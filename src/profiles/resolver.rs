//! Public profile resolution.
//!
//! # Responsibilities
//! - Look a profile up by username (case-normalized)
//! - Gate private profiles: owners preview, everyone else gets NotFound
//! - Assemble the projection from visible photos in display order
//!
//! # Design Decisions
//! - "Does not exist" and "exists but private" are the same outcome
//! - Store failures are `Unavailable`, never a partial projection
//! - The projection is a per-request snapshot; nothing is cached

use std::sync::Arc;
use std::time::Instant;

use thiserror::Error;

use crate::observability::metrics;
use crate::profiles::store::{ProfileStore, StoreError};
use crate::profiles::types::{CompCard, OwnerPreview, Photo, Profile, PublicPhoto, PublicProfile};
use crate::profiles::username::normalize_username;
use crate::session::Viewer;

/// Template used when a profile has not picked one.
pub const DEFAULT_TEMPLATE: &str = "classic";

/// Photos shown on a comp card.
pub const COMP_CARD_PHOTOS: usize = 4;

const PRIVATE_BANNER: &str = "Your portfolio is private. Only you can see this page.";

#[derive(Debug, Error)]
pub enum ResolveError {
    /// No such profile, or a private one viewed by someone else.
    #[error("profile not found")]
    NotFound,

    #[error("profile store unavailable: {0}")]
    Unavailable(#[source] StoreError),
}

impl ResolveError {
    fn outcome(&self) -> &'static str {
        match self {
            ResolveError::NotFound => "not_found",
            ResolveError::Unavailable(_) => "unavailable",
        }
    }
}

/// Template id for a profile, falling back to [`DEFAULT_TEMPLATE`].
pub fn template_for(profile: &Profile) -> String {
    profile
        .selected_template
        .as_deref()
        .map(str::trim)
        .filter(|t| !t.is_empty())
        .unwrap_or(DEFAULT_TEMPLATE)
        .to_string()
}

/// Visible photos in display order. Input order is not trusted.
pub fn visible_photos(photos: &[Photo]) -> Vec<PublicPhoto> {
    let mut visible: Vec<&Photo> = photos.iter().filter(|p| p.is_visible).collect();
    visible.sort_by(|a, b| a.sort_order.cmp(&b.sort_order).then(a.id.cmp(&b.id)));
    visible.into_iter().map(PublicPhoto::from).collect()
}

/// Build the projection for an already-authorized viewer.
pub fn project(profile: Profile, photos: &[Photo], is_owner: bool) -> PublicProfile {
    let owner_preview = is_owner.then(|| OwnerPreview {
        is_public: profile.is_public,
        banner: (!profile.is_public).then(|| PRIVATE_BANNER.to_string()),
    });
    let template = template_for(&profile);

    PublicProfile {
        username: profile.username.unwrap_or_default(),
        display_name: profile.display_name,
        bio: profile.bio,
        avatar_url: profile.avatar_url,
        agency: profile.agency,
        template,
        measurements: profile.measurements,
        socials: profile.socials,
        photos: visible_photos(photos),
        owner_preview,
    }
}

/// Resolves usernames to public projections.
#[derive(Clone)]
pub struct ProfileResolver {
    store: Arc<dyn ProfileStore>,
}

impl ProfileResolver {
    pub fn new(store: Arc<dyn ProfileStore>) -> Self {
        Self { store }
    }

    /// Resolve `username` as seen by `viewer`.
    pub async fn resolve(
        &self,
        username: &str,
        viewer: &Viewer,
    ) -> Result<PublicProfile, ResolveError> {
        let start = Instant::now();
        let result = self.resolve_inner(username, viewer).await;

        match &result {
            Ok(projection) => {
                let outcome = if projection.owner_preview.is_some() { "owner" } else { "public" };
                metrics::record_resolution(outcome, start);
            }
            Err(e) => {
                if let ResolveError::Unavailable(source) = e {
                    tracing::error!(username = %username, error = %source, "Profile store failure");
                }
                metrics::record_resolution(e.outcome(), start);
            }
        }

        result
    }

    /// The comp card for `username`, under the same visibility rules.
    pub async fn comp_card(&self, username: &str, viewer: &Viewer) -> Result<CompCard, ResolveError> {
        self.resolve(username, viewer).await.map(CompCard::from)
    }

    async fn resolve_inner(
        &self,
        username: &str,
        viewer: &Viewer,
    ) -> Result<PublicProfile, ResolveError> {
        let username = normalize_username(username);
        if username.is_empty() {
            return Err(ResolveError::NotFound);
        }

        let profile = self
            .store
            .profile_by_username(&username)
            .await
            .map_err(ResolveError::Unavailable)?
            .ok_or(ResolveError::NotFound)?;

        let is_owner = viewer.owns(&profile);
        if !profile.is_public && !is_owner {
            return Err(ResolveError::NotFound);
        }

        let photos = self
            .store
            .photos_for_profile(profile.id)
            .await
            .map_err(ResolveError::Unavailable)?;

        Ok(project(profile, &photos, is_owner))
    }
}

#[cfg(test)]
mod tests {
    use super::*;
    use crate::profiles::store::InMemoryProfileStore;
    use uuid::Uuid;

    fn setup(is_public: bool) -> (Arc<InMemoryProfileStore>, Profile) {
        let store = Arc::new(InMemoryProfileStore::new());
        let mut profile = Profile::new(Uuid::new_v4());
        profile.username = Some("jane".into());
        profile.display_name = Some("Jane Doe".into());
        profile.is_public = is_public;
        profile.onboarding_completed = true;
        store.insert_profile(profile.clone()).unwrap();
        (store, profile)
    }

    async fn add_photos(store: &InMemoryProfileStore, owner: Uuid, layout: &[(i32, bool)]) {
        let photos: Vec<Photo> = layout
            .iter()
            .map(|(order, visible)| {
                let mut p = Photo::new(owner, format!("{}.jpg", order), *order);
                p.is_visible = *visible;
                p
            })
            .collect();
        store.upsert_photos(&photos).await.unwrap();
    }

    #[tokio::test]
    async fn test_visible_photos_in_order() {
        let (store, profile) = setup(true);
        add_photos(&store, profile.id, &[(2, true), (0, false), (1, true)]).await;

        let resolver = ProfileResolver::new(store);
        let projection = resolver.resolve("jane", &Viewer::Anonymous).await.unwrap();

        let orders: Vec<i32> = projection.photos.iter().map(|p| p.sort_order).collect();
        assert_eq!(orders, vec![1, 2]);
        assert!(projection.owner_preview.is_none());
    }

    #[tokio::test]
    async fn test_private_profile_hidden_from_visitors() {
        let (store, _) = setup(false);
        let resolver = ProfileResolver::new(store);

        let anonymous = resolver.resolve("jane", &Viewer::Anonymous).await;
        assert!(matches!(anonymous, Err(ResolveError::NotFound)));

        let stranger = Viewer::Signed { profile_id: Uuid::new_v4() };
        assert!(matches!(
            resolver.resolve("jane", &stranger).await,
            Err(ResolveError::NotFound)
        ));
    }

    #[tokio::test]
    async fn test_owner_previews_private_profile() {
        let (store, profile) = setup(false);
        add_photos(&store, profile.id, &[(0, true), (1, false)]).await;
        let resolver = ProfileResolver::new(store);

        let owner = Viewer::Signed { profile_id: profile.id };
        let projection = resolver.resolve("jane", &owner).await.unwrap();

        let preview = projection.owner_preview.unwrap();
        assert!(!preview.is_public);
        assert!(preview.banner.is_some());
        assert_eq!(projection.photos.len(), 1);
    }

    #[tokio::test]
    async fn test_owner_of_public_profile_has_no_banner() {
        let (store, profile) = setup(true);
        let resolver = ProfileResolver::new(store);

        let owner = Viewer::Signed { profile_id: profile.id };
        let preview = resolver.resolve("jane", &owner).await.unwrap().owner_preview.unwrap();
        assert!(preview.is_public);
        assert!(preview.banner.is_none());
    }

    #[tokio::test]
    async fn test_username_case_insensitive() {
        let (store, _) = setup(true);
        let resolver = ProfileResolver::new(store);
        let projection = resolver.resolve("JANE", &Viewer::Anonymous).await.unwrap();
        assert_eq!(projection.username, "jane");
    }

    #[tokio::test]
    async fn test_missing_profile() {
        let (store, _) = setup(true);
        let resolver = ProfileResolver::new(store);
        assert!(matches!(
            resolver.resolve("nobody", &Viewer::Anonymous).await,
            Err(ResolveError::NotFound)
        ));
        assert!(matches!(
            resolver.resolve("  ", &Viewer::Anonymous).await,
            Err(ResolveError::NotFound)
        ));
    }

    #[tokio::test]
    async fn test_store_failure_is_unavailable() {
        let (store, _) = setup(true);
        store.set_available(false);
        let resolver = ProfileResolver::new(store);
        assert!(matches!(
            resolver.resolve("jane", &Viewer::Anonymous).await,
            Err(ResolveError::Unavailable(_))
        ));
    }

    #[tokio::test]
    async fn test_template_fallback() {
        let mut profile = Profile::new(Uuid::new_v4());
        assert_eq!(template_for(&profile), DEFAULT_TEMPLATE);

        profile.selected_template = Some("   ".into());
        assert_eq!(template_for(&profile), DEFAULT_TEMPLATE);

        profile.selected_template = Some("editorial".into());
        assert_eq!(template_for(&profile), "editorial");
    }

    #[tokio::test]
    async fn test_comp_card_limits_photos() {
        let (store, profile) = setup(true);
        add_photos(
            &store,
            profile.id,
            &[(5, true), (4, true), (3, false), (2, true), (1, true), (0, true)],
        )
        .await;
        let resolver = ProfileResolver::new(store);

        let card = resolver.comp_card("jane", &Viewer::Anonymous).await.unwrap();
        let orders: Vec<i32> = card.photos.iter().map(|p| p.sort_order).collect();
        assert_eq!(orders, vec![0, 1, 2, 4]);
        assert_eq!(card.display_name.as_deref(), Some("Jane Doe"));
    }
}
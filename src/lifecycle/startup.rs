//! Startup orchestration.
//!
//! # Responsibilities
//! - Seed the stores
//! - Build the HTTP server from validated configuration
//! - Bind the listener last, so traffic only arrives when ready
//!
//! # Design Decisions
//! - Fail fast: any startup error is fatal

use std::path::Path;
use std::sync::Arc;

use thiserror::Error;
use tokio::net::TcpListener;

use crate::config::schema::StoreConfig;
use crate::config::{PortfolioConfig, ValidationError};
use crate::http::HttpServer;
use crate::profiles::{InMemoryProfileStore, LoggingObjectStorage, Seed, StoreError};
use crate::session::InMemorySessionStore;

#[derive(Debug, Error)]
pub enum StartupError {
    #[error("invalid configuration: {0}")]
    Config(#[from] ValidationError),

    #[error("failed to seed stores: {0}")]
    Store(#[from] StoreError),

    #[error("failed to bind {address}: {source}")]
    Bind {
        address: String,
        #[source]
        source: std::io::Error,
    },
}

/// In-memory stores, optionally seeded from a fixture.
pub struct Stores {
    pub profiles: Arc<InMemoryProfileStore>,
    pub sessions: Arc<InMemorySessionStore>,
}

pub fn load_stores(config: &StoreConfig) -> Result<Stores, StoreError> {
    let Some(path) = config.seed_path.as_deref() else {
        tracing::warn!("No seed file configured, starting with empty stores");
        return Ok(Stores {
            profiles: Arc::new(InMemoryProfileStore::new()),
            sessions: Arc::new(InMemorySessionStore::new()),
        });
    };

    let seed = Seed::from_file(Path::new(path))?;
    let profiles = InMemoryProfileStore::from_seed(&seed)?;
    let sessions = InMemorySessionStore::new();
    for session in &seed.sessions {
        sessions.insert(session.token.clone(), session.profile_id);
    }

    tracing::info!(
        path = %path,
        profiles = seed.profiles.len(),
        photos = seed.photos.len(),
        sessions = seed.sessions.len(),
        "Stores seeded"
    );

    Ok(Stores {
        profiles: Arc::new(profiles),
        sessions: Arc::new(sessions),
    })
}

/// Seed stores, build the server and bind its listener.
pub async fn start(config: PortfolioConfig) -> Result<(HttpServer, TcpListener), StartupError> {
    let stores = load_stores(&config.store)?;
    let address = config.listener.bind_address.clone();

    let server = HttpServer::new(
        config,
        stores.profiles,
        stores.sessions,
        Arc::new(LoggingObjectStorage),
    )?;

    let listener = TcpListener::bind(&address)
        .await
        .map_err(|source| StartupError::Bind { address, source })?;

    Ok((server, listener))
}

#[cfg(test)]
mod tests {
    use super::*;
    use std::io::Write;
    use uuid::Uuid;

    #[test]
    fn test_load_stores_without_seed() {
        let stores = load_stores(&StoreConfig::default()).unwrap();
        assert!(stores.sessions.is_empty());
    }

    #[test]
    fn test_load_stores_from_seed() {
        let id = Uuid::new_v4();
        let mut file = tempfile::NamedTempFile::new().unwrap();
        write!(
            file,
            r#"{{"profiles":[{{"id":"{id}","username":"jane","is_public":true}}],
                "sessions":[{{"token":"t1","profile_id":"{id}"}}]}}"#
        )
        .unwrap();

        let config = StoreConfig {
            seed_path: Some(file.path().display().to_string()),
        };
        let stores = load_stores(&config).unwrap();
        assert_eq!(stores.sessions.len(), 1);
    }

    #[test]
    fn test_demo_seed_loads() {
        let config = StoreConfig {
            seed_path: Some(concat!(env!("CARGO_MANIFEST_DIR"), "/demos/seed.json").into()),
        };
        let stores = load_stores(&config).unwrap();
        assert_eq!(stores.sessions.len(), 2);
    }

    #[test]
    fn test_missing_seed_file_fails() {
        let config = StoreConfig {
            seed_path: Some("/nonexistent/seed.json".into()),
        };
        assert!(load_stores(&config).is_err());
    }

    #[tokio::test]
    async fn test_start_rejects_missing_domain() {
        let config = PortfolioConfig::default();
        assert!(matches!(start(config).await, Err(StartupError::Config(_))));
    }
}
//! # tint-core
//! Foundation types and traits for colored-token transactions.

pub mod color;
pub mod constants;
pub mod crypto;
pub mod error;
pub mod script;
pub mod traits;
pub mod types;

----------

(REQUIREMENT) Select every line above that contains the word "token", and copy it.

(FINISHED TASK)
        sessions.insert(session.token.clone(), session.profile_id);
                "sessions":[{{"token":"t1","profile_id":"{id}"}}]}}"#
//! Foundation types and traits for colored-token transactions.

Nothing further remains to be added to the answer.